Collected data
◆ ◆ ◆ ◆ ◆
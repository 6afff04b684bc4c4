//! Reliable multicast for arbitrary data.
//!
//! This protocol is based on reliable broadcast, but with slightly different
//! guarantees. Crucially, a piece of data multicast with a given id agrees
//! among all processes that received it, i.e. it is unique. The protocol has
//! no hard guarantees on pessimistic message complexity, but can be used in
//! tandem with gossip to disseminate data together with succinct proofs of
//! uniqueness.
//!
//! # Protocol
//!
//! ```text
//! sender                                each receiver
//!   │ send_data ───────────────────────→ accept_data
//!   │ accept_signature ←─────────────── send_signature
//!   │   (true at the quorum threshold)
//!   │ send_proof ──────────────────────→ accept_proof
//! ```
//!
//! All reading and writing happens on caller-provided byte streams; on an IO
//! error the method fails fast and no state beyond what was atomically
//! accepted is changed. The caller is expected to close the stream.

mod greeting;
mod instance;
mod status;

pub use greeting::{accept_greeting, greet};
pub use status::Status;

use std::collections::HashMap;
use std::io::{Read, Write};
use std::sync::{Arc, RwLock};

use tracing::instrument;

use crate::crypto::bn256;
use crate::crypto::multi::{Keychain, Signature};
use crate::errors::RmcError;

use instance::{Incoming, Instance};

/// All the data related to one process's series of reliable multicasts.
pub struct Rmc {
    keys: Arc<Keychain>,
    incoming: RwLock<HashMap<u64, Arc<Incoming>>>,
    outgoing: RwLock<HashMap<u64, Arc<Instance>>>,
}

enum Handle {
    In(Arc<Incoming>),
    Out(Arc<Instance>),
}

impl Handle {
    fn instance(&self) -> &Instance {
        match self {
            Handle::In(incoming) => &incoming.instance,
            Handle::Out(instance) => instance,
        }
    }
}

impl Rmc {
    /// Creates a context for executing instances of the reliable multicast.
    pub fn new(pubs: Vec<bn256::VerificationKey>, priv_key: bn256::SecretKey) -> Self {
        Rmc {
            keys: Arc::new(Keychain::new(pubs, priv_key)),
            incoming: RwLock::new(HashMap::new()),
            outgoing: RwLock::new(HashMap::new()),
        }
    }

    /// Initiates raw signature gathering: no data is sent, the given bytes
    /// are used verbatim as the signed payload. This should only be used
    /// when all participants already know the data and only want to produce
    /// a proof that it is agreed between them.
    #[instrument(level = "debug", skip(self, data), fields(len = data.len()))]
    pub fn initiate_raw(&self, id: u64, data: &[u8]) -> Result<(), RmcError> {
        let mut outgoing = self.outgoing.write().unwrap();
        if outgoing.contains_key(&id) {
            return Err(RmcError::IllegalState("duplicate raw instance"));
        }
        outgoing.insert(id, Arc::new(Instance::new_raw(id, data, self.keys.clone())));
        Ok(())
    }

    /// Writes the data concatenated with the id and signed by us to `w`,
    /// creating the outgoing instance on first use.
    #[instrument(level = "debug", skip(self, data, w), fields(len = data.len()))]
    pub fn send_data<W: Write>(&self, id: u64, data: &[u8], w: &mut W) -> Result<(), RmcError> {
        if self.status(id) != Status::Unknown {
            let out = self.get_out(id)?;
            return out.send_data(w);
        }
        let out = self.new_outgoing_instance(id, data);
        out.send_data(w)
    }

    /// Reads the id-prefixed data and the sender's signature from `r`,
    /// verifies both, and returns the payload for protocol-independent
    /// verification.
    #[instrument(level = "debug", skip(self, r))]
    pub fn accept_data<R: Read>(&self, id: u64, pid: u16, r: &mut R) -> Result<Vec<u8>, RmcError> {
        let incoming = self.get_or_new_incoming(id, pid);
        incoming.accept_data(r)
    }

    /// Writes our signature over the data associated with `id` to `w`.
    pub fn send_signature<W: Write>(&self, id: u64, w: &mut W) -> Result<(), RmcError> {
        self.get(id)?.instance().send_signature(w)
    }

    /// Reads a signature from `r` and verifies it represents `pid` signing
    /// the data associated with `id`. Returns true when this is exactly the
    /// threshold-th signature gathered.
    #[instrument(level = "debug", skip(self, r))]
    pub fn accept_signature<R: Read>(
        &self,
        id: u64,
        pid: u16,
        r: &mut R,
    ) -> Result<bool, RmcError> {
        self.get(id)?.instance().accept_signature(pid, r)
    }

    /// Writes the proof associated with `id` to `w`.
    pub fn send_proof<W: Write>(&self, id: u64, w: &mut W) -> Result<(), RmcError> {
        self.get(id)?.instance().send_proof(w)
    }

    /// Reads a proof from `r` and verifies it is a proof that `id`
    /// succeeded.
    #[instrument(level = "debug", skip(self, r))]
    pub fn accept_proof<R: Read>(&self, id: u64, r: &mut R) -> Result<(), RmcError> {
        self.get(id)?.instance().accept_proof(r)
    }

    /// Writes the data and proof associated with `id` to `w`.
    pub fn send_finished<W: Write>(&self, id: u64, w: &mut W) -> Result<(), RmcError> {
        self.get(id)?.instance().send_finished(w)
    }

    /// Reads a pair of data and proof from `r` and verifies it corresponds
    /// to a successfully finished multicast, creating the incoming instance
    /// if absent.
    #[instrument(level = "debug", skip(self, r))]
    pub fn accept_finished<R: Read>(
        &self,
        id: u64,
        pid: u16,
        r: &mut R,
    ) -> Result<Vec<u8>, RmcError> {
        let incoming = self.get_or_new_incoming(id, pid);
        incoming.accept_finished(r)
    }

    /// The state corresponding to `id`; `Unknown` when no instance exists.
    pub fn status(&self, id: u64) -> Status {
        match self.get(id) {
            Ok(handle) => handle.instance().status(),
            Err(_) => Status::Unknown,
        }
    }

    /// The raw data corresponding to `id`. If the status differs from
    /// `Finished`, this data might be unreliable!
    pub fn data(&self, id: u64) -> Option<Vec<u8>> {
        self.get(id).ok().map(|handle| handle.instance().data())
    }

    /// The proof corresponding to `id`, or `None` before `Finished`.
    pub fn proof(&self, id: u64) -> Option<Signature> {
        self.get(id).ok().and_then(|handle| handle.instance().proof())
    }

    /// Removes all information concerning `id`. Afterwards the state is
    /// `Unknown` until any further calls with `id`.
    #[instrument(level = "debug", skip(self))]
    pub fn clear(&self, id: u64) {
        let mut incoming = self.incoming.write().unwrap();
        let mut outgoing = self.outgoing.write().unwrap();
        incoming.remove(&id);
        outgoing.remove(&id);
    }

    fn get_or_new_incoming(&self, id: u64, pid: u16) -> Arc<Incoming> {
        let mut incoming = self.incoming.write().unwrap();
        incoming
            .entry(id)
            .or_insert_with(|| Arc::new(Incoming::new(id, pid, self.keys.clone())))
            .clone()
    }

    fn new_outgoing_instance(&self, id: u64, data: &[u8]) -> Arc<Instance> {
        let mut outgoing = self.outgoing.write().unwrap();
        outgoing
            .entry(id)
            .or_insert_with(|| Arc::new(Instance::new_outgoing(id, data, self.keys.clone())))
            .clone()
    }

    fn get_in(&self, id: u64) -> Option<Arc<Incoming>> {
        self.incoming.read().unwrap().get(&id).cloned()
    }

    fn get_out(&self, id: u64) -> Result<Arc<Instance>, RmcError> {
        self.outgoing
            .read()
            .unwrap()
            .get(&id)
            .cloned()
            .ok_or(RmcError::UnknownInstance)
    }

    /// Instance lookup, with incoming taking priority.
    fn get(&self, id: u64) -> Result<Handle, RmcError> {
        if let Some(incoming) = self.get_in(id) {
            return Ok(Handle::In(incoming));
        }
        if let Ok(out) = self.get_out(id) {
            return Ok(Handle::Out(out));
        }
        Err(RmcError::UnknownInstance)
    }
}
◆ ◆ ◆ ◆ ◆
▶ **The task**: Search the records above for the string "keys" and copy each line that holds it.

▶ **Reply**:
    keys: Arc<Keychain>,
            keys: Arc::new(Keychain::new(pubs, priv_key)),
        outgoing.insert(id, Arc::new(Instance::new_raw(id, data, self.keys.clone())));
            .or_insert_with(|| Arc::new(Incoming::new(id, pid, self.keys.clone())))
            .or_insert_with(|| Arc::new(Instance::new_outgoing(id, data, self.keys.clone())))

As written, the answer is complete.